EXERCISE AIM
Reproduce each line from the records that holds "config".
------ EXTRACTED ENTRIES ------
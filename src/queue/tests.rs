use std::collections::BTreeSet;
use std::sync::Arc;
use std::sync::atomic::Ordering;

use super::{MessageReader, NodeState, QueueBuffer, QueueHandler};
use crate::broker::Message;
use crate::persistence::{SharedMessageStore, StoredMessage};
use crate::tests::support::{RecordingConsumer, RecordingDao, RecordingReader, message, persistent, settings};
use crate::transaction::Xid;
use crate::utils::BrokerError;

fn transient(id: u64) -> Message {
    message(id, "q", false, "transient")
}

fn backed_buffer(limit: usize) -> (Arc<QueueBuffer>, Arc<RecordingReader>) {
    let reader = RecordingReader::new();
    let dyn_reader: Arc<dyn MessageReader> = reader.clone();
    (QueueBuffer::new("q", limit, 0, Some(dyn_reader)), reader)
}

fn stored(message: &Message) -> StoredMessage {
    StoredMessage::from_message(message, BTreeSet::from(["q".to_string()]))
}

#[test]
fn test_buffer_add_and_remove_track_size() {
    let buffer = QueueBuffer::in_memory("q", 100);
    for id in 1..=5 {
        assert!(buffer.add_indelible(transient(id)));
    }
    assert_eq!(buffer.size(), 5);

    assert!(buffer.remove(2));
    assert!(buffer.remove(5));
    assert_eq!(buffer.size(), 3);
    assert_eq!(buffer.ids(), vec![1, 3, 4]);
}

#[test]
fn test_remove_unknown_id_is_ignored() {
    let buffer = QueueBuffer::in_memory("q", 10);
    buffer.add_indelible(transient(1));
    assert!(!buffer.remove(99));
    assert_eq!(buffer.size(), 1);
}

#[test]
fn test_first_deliverable_stays_in_buffer() {
    let buffer = QueueBuffer::in_memory("q", 10);
    buffer.add_indelible(transient(1));
    buffer.add_indelible(transient(2));

    let first = buffer.get_first_deliverable().unwrap();
    assert_eq!(first.internal_id(), 1);
    assert_eq!(buffer.size(), 2);
    assert_eq!(buffer.in_flight(), 1);
    assert_eq!(buffer.undelivered(), 1);

    assert_eq!(buffer.get_first_deliverable().unwrap().internal_id(), 2);
    assert!(buffer.get_first_deliverable().is_none());

    buffer.remove(1);
    assert_eq!(buffer.in_flight(), 1);
    assert_eq!(buffer.size(), 1);
}

#[test]
fn test_removing_undelivered_head_moves_cursor() {
    let buffer = QueueBuffer::in_memory("q", 10);
    for id in 1..=3 {
        buffer.add_indelible(transient(id));
    }
    buffer.remove(1);
    assert_eq!(buffer.get_first_deliverable().unwrap().internal_id(), 2);
}

#[test]
fn test_indelible_limit() {
    let buffer = QueueBuffer::in_memory("q", 2);
    assert!(buffer.add_indelible(transient(1)));
    assert!(buffer.add_indelible(transient(2)));
    assert!(!buffer.add_indelible(transient(3)));
    assert_eq!(buffer.size(), 2);
    assert_eq!(buffer.state_of(1), Some(NodeState::Indelible));
}

#[test]
fn test_cache_limit_leaves_tail_bare() {
    let (buffer, reader) = backed_buffer(2);
    let messages: Vec<_> = (1..=3).map(|id| persistent(id, "body")).collect();
    for message in &messages {
        buffer.add(message.clone());
    }

    assert_eq!(buffer.state_of(1), Some(NodeState::Full));
    assert_eq!(buffer.state_of(2), Some(NodeState::Full));
    assert_eq!(buffer.state_of(3), Some(NodeState::Bare));

    assert_eq!(buffer.get_first_deliverable().unwrap().internal_id(), 1);
    assert_eq!(buffer.get_first_deliverable().unwrap().internal_id(), 2);
    assert!(buffer.get_first_deliverable().is_none());
    assert!(reader.requested().is_empty());

    buffer.remove(1);
    assert_eq!(reader.requested(), vec![3]);
    assert_eq!(buffer.state_of(3), Some(NodeState::SubmittedForFilling));

    buffer.mark_filled(3, stored(&messages[2]));
    assert_eq!(buffer.state_of(3), Some(NodeState::Full));
    let third = buffer.get_first_deliverable().unwrap();
    assert_eq!(third.internal_id(), 3);
    assert!(Arc::ptr_eq(third.detachable(), messages[2].detachable()));
}

#[test]
fn test_adds_behind_bare_node_stay_bare() {
    let (buffer, _reader) = backed_buffer(10);
    let first = persistent(1, "a");
    buffer.add(first);
    buffer.add_bare(&persistent(2, "b"));
    buffer.add(persistent(3, "c"));

    assert_eq!(buffer.state_of(1), Some(NodeState::Full));
    assert_eq!(buffer.state_of(3), Some(NodeState::Bare));
    assert_eq!(buffer.ids(), vec![1, 2, 3]);
}

#[test]
fn test_delivery_waits_for_fill_in_order() {
    let (buffer, reader) = backed_buffer(5);
    let bare = persistent(1, "bare");
    buffer.add_bare(&bare);
    buffer.add(persistent(2, "behind"));

    assert!(buffer.get_first_deliverable().is_none());
    assert_eq!(reader.requested(), vec![1, 2]);

    buffer.mark_filled(2, stored(&persistent(2, "behind")));
    assert!(buffer.get_first_deliverable().is_none());

    buffer.mark_filled(1, stored(&bare));
    assert_eq!(buffer.get_first_deliverable().unwrap().internal_id(), 1);
    assert_eq!(buffer.get_first_deliverable().unwrap().internal_id(), 2);
}

#[test]
fn test_failed_fill_is_retried() {
    let (buffer, reader) = backed_buffer(1);
    buffer.add_bare(&persistent(1, "x"));

    assert!(buffer.get_first_deliverable().is_none());
    buffer.mark_fill_failed(1);
    assert_eq!(buffer.state_of(1), Some(NodeState::Bare));

    assert!(buffer.get_first_deliverable().is_none());
    assert_eq!(reader.requested(), vec![1, 1]);
}

#[test]
fn test_clear_returns_everything_in_order() {
    let buffer = QueueBuffer::in_memory("q", 10);
    for id in 1..=3 {
        buffer.add_indelible(transient(id));
    }
    let removed: Vec<u64> = buffer.clear().iter().map(|m| m.internal_id()).collect();
    assert_eq!(removed, vec![1, 2, 3]);
    assert!(buffer.is_empty());
    assert!(buffer.get_first_deliverable().is_none());
}

#[test]
fn test_in_memory_handler_full() {
    let mut config = settings();
    config.broker.non_durable_queue_max_depth = 1;
    let handler = QueueHandler::in_memory("q", &config.broker);

    handler.enqueue(transient(1)).unwrap();
    assert!(matches!(
        handler.enqueue(transient(2)),
        Err(BrokerError::QueueFull(name)) if name == "q"
    ));
}

#[test]
fn test_requeued_message_comes_first() {
    let handler = QueueHandler::in_memory("q", &settings().broker);
    handler.enqueue(transient(1)).unwrap();
    handler.enqueue(transient(2)).unwrap();

    let first = handler.take_for_delivery().unwrap();
    handler.requeue(first);

    let again = handler.take_for_delivery().unwrap();
    assert_eq!(again.internal_id(), 1);
    assert!(again.is_redelivered());
    assert_eq!(handler.take_for_delivery().unwrap().internal_id(), 2);
}

#[test]
fn test_transactional_enqueue_hidden_until_commit() {
    let handler = QueueHandler::in_memory("q", &settings().broker);
    let xid = Xid::new(1, "g", "b");

    handler.prepare_enqueue(&xid, transient(1)).unwrap();
    assert!(handler.has_pending(&xid));
    assert!(handler.take_for_delivery().is_none());

    handler.commit(&xid);
    assert!(!handler.has_pending(&xid));
    assert_eq!(handler.take_for_delivery().unwrap().internal_id(), 1);
}

#[test]
fn test_transactional_dequeue_rolled_back_keeps_message() {
    let handler = QueueHandler::in_memory("q", &settings().broker);
    let xid = Xid::new(1, "g", "b");
    let kept = transient(1);
    handler.enqueue(kept.clone()).unwrap();

    handler
        .prepare_detach(&xid, kept.detachable().clone())
        .unwrap();
    handler.rollback(&xid);
    assert_eq!(handler.buffer().size(), 1);

    handler
        .prepare_detach(&xid, kept.detachable().clone())
        .unwrap();
    handler.commit(&xid);
    assert!(handler.buffer().is_empty());
}

#[test]
fn test_durable_handler_persists_and_detaches() {
    let dao = RecordingDao::new();
    let store = Arc::new(SharedMessageStore::new(dao.clone(), &settings().store).unwrap());
    let handler = QueueHandler::durable("q", store.clone(), &settings().broker).unwrap();
    assert!(handler.is_durable());

    let message = persistent(1, "kept");
    store.add(&message);
    handler.enqueue(message.clone()).unwrap();
    store.flush(1).unwrap();
    store.sync();
    assert_eq!(dao.stored_ids(), vec![1]);

    let delivered = handler.take_for_delivery().unwrap();
    handler.dequeue(delivered.detachable()).unwrap();
    store.sync();
    assert!(dao.stored_ids().is_empty());
    assert!(handler.buffer().is_empty());
}

#[test]
fn test_durable_handler_recovers_stored_messages() {
    let dao = RecordingDao::new();
    {
        let store = Arc::new(SharedMessageStore::new(dao.clone(), &settings().store).unwrap());
        for id in 1..=3 {
            let message = persistent(id, "recovered");
            store.add(&message);
            store.attach("q", id).unwrap();
            store.flush(id).unwrap();
        }
        store.close();
    }

    let store = Arc::new(SharedMessageStore::new(dao, &settings().store).unwrap());
    let handler = QueueHandler::durable("q", store, &settings().broker).unwrap();
    assert_eq!(handler.buffer().ids(), vec![1, 2, 3]);
    assert_eq!(handler.size(), 3);
}

#[test]
fn test_purge_refused_with_consumers() {
    let handler = QueueHandler::in_memory("q", &settings().broker);
    handler.enqueue(transient(1)).unwrap();
    handler.enqueue(transient(2)).unwrap();

    let consumer = RecordingConsumer::new("c1", "q");
    assert!(handler.add_consumer(consumer));
    assert!(matches!(
        handler.purge(),
        Err(BrokerError::QueueInUse { consumers: 1, .. })
    ));

    assert!(handler.remove_consumer("c1"));
    assert_eq!(handler.purge().unwrap(), 2);
    assert!(handler.is_empty());
}

#[test]
fn test_consumers_round_robin_skipping_unready() {
    let handler = QueueHandler::in_memory("q", &settings().broker);
    let first = RecordingConsumer::new("c1", "q");
    let second = RecordingConsumer::new("c2", "q");
    let third = RecordingConsumer::new("c3", "q");
    handler.add_consumer(first.clone());
    handler.add_consumer(second.clone());
    handler.add_consumer(third.clone());
    assert!(!handler.add_consumer(first.clone()));

    second.ready.store(false, Ordering::SeqCst);
    let picked: Vec<String> = (0..4)
        .filter_map(|_| handler.next_consumer())
        .map(|consumer| consumer.id().to_string())
        .collect();
    assert_eq!(picked, vec!["c1", "c3", "c1", "c3"]);

    first.ready.store(false, Ordering::SeqCst);
    third.ready.store(false, Ordering::SeqCst);
    assert!(handler.next_consumer().is_none());
    assert!(!handler.has_ready_consumer());
}

#[test]
fn test_delivery_tags_increase_from_one() {
    let handler = QueueHandler::in_memory("q", &settings().broker);
    assert_eq!(handler.next_delivery_tag(), 1);
    assert_eq!(handler.next_delivery_tag(), 2);
}
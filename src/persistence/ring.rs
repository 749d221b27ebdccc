//! Bounded multi-producer ring buffer feeding the store pipeline.
//!
//! Producers claim the next sequence under the cursor lock and fill the slot
//! in place, so sequence order is publish order. The single consumer drains
//! every published sequence at once and releases them together after the
//! last stage. Publishing into a full ring blocks; that is the only
//! backpressure in the core.

use std::ops::Range;

use parking_lot::{Condvar, Mutex, MutexGuard};

use crate::utils::StoreError;

#[derive(Debug, Default)]
struct Cursor {
    next: u64,
    consumed: u64,
    closed: bool,
    terminated: bool,
}

pub struct RingBuffer<T> {
    slots: Box<[Mutex<T>]>,
    mask: u64,
    cursor: Mutex<Cursor>,
    published: Condvar,
    released: Condvar,
}

impl<T: Default> RingBuffer<T> {
    /// Capacity is rounded up to a power of two.
    pub fn new(capacity: usize) -> Self {
        let capacity = capacity.max(2).next_power_of_two();
        let slots = (0..capacity).map(|_| Mutex::new(T::default())).collect();
        Self {
            slots,
            mask: capacity as u64 - 1,
            cursor: Mutex::new(Cursor::default()),
            published: Condvar::new(),
            released: Condvar::new(),
        }
    }
}

impl<T> RingBuffer<T> {
    pub fn capacity(&self) -> usize {
        self.slots.len()
    }

    pub fn publish(&self, fill: impl FnOnce(&mut T)) -> Result<u64, StoreError> {
        let mut cursor = self.cursor.lock();
        while cursor.next - cursor.consumed == self.slots.len() as u64 && !cursor.closed {
            self.released.wait(&mut cursor);
        }
        if cursor.closed {
            return Err(StoreError::Closed);
        }

        let sequence = cursor.next;
        fill(&mut self.slots[(sequence & self.mask) as usize].lock());
        cursor.next += 1;
        self.published.notify_one();
        Ok(sequence)
    }

    /// Blocks until something is published. `None` once closed and drained.
    pub fn next_batch(&self) -> Option<Range<u64>> {
        let mut cursor = self.cursor.lock();
        while cursor.next == cursor.consumed {
            if cursor.closed {
                return None;
            }
            self.published.wait(&mut cursor);
        }
        Some(cursor.consumed..cursor.next)
    }

    /// Published but not yet drained sequences, without blocking.
    pub fn try_next_batch(&self) -> Option<Range<u64>> {
        let cursor = self.cursor.lock();
        (cursor.next > cursor.consumed).then(|| cursor.consumed..cursor.next)
    }

    pub fn slot(&self, sequence: u64) -> MutexGuard<'_, T> {
        self.slots[(sequence & self.mask) as usize].lock()
    }

    /// Hands every sequence below `upto` back to producers.
    pub fn release(&self, upto: u64) {
        let mut cursor = self.cursor.lock();
        cursor.consumed = upto;
        self.released.notify_all();
    }

    /// Blocks until everything published before the call has been released.
    pub fn wait_drained(&self) {
        let mut cursor = self.cursor.lock();
        let target = cursor.next;
        while cursor.consumed < target && !cursor.terminated {
            self.released.wait(&mut cursor);
        }
    }

    pub fn close(&self) {
        let mut cursor = self.cursor.lock();
        cursor.closed = true;
        self.published.notify_all();
        self.released.notify_all();
    }

    /// Marks the consumer gone so nobody waits on it forever.
    pub fn terminate(&self) {
        let mut cursor = self.cursor.lock();
        cursor.closed = true;
        cursor.terminated = true;
        self.published.notify_all();
        self.released.notify_all();
    }

    pub fn in_flight(&self) -> u64 {
        let cursor = self.cursor.lock();
        cursor.next - cursor.consumed
    }
}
------
COMPLETED EXERCISE
    let mut config = settings();
    config.broker.non_durable_queue_max_depth = 1;
    let handler = QueueHandler::in_memory("q", &config.broker);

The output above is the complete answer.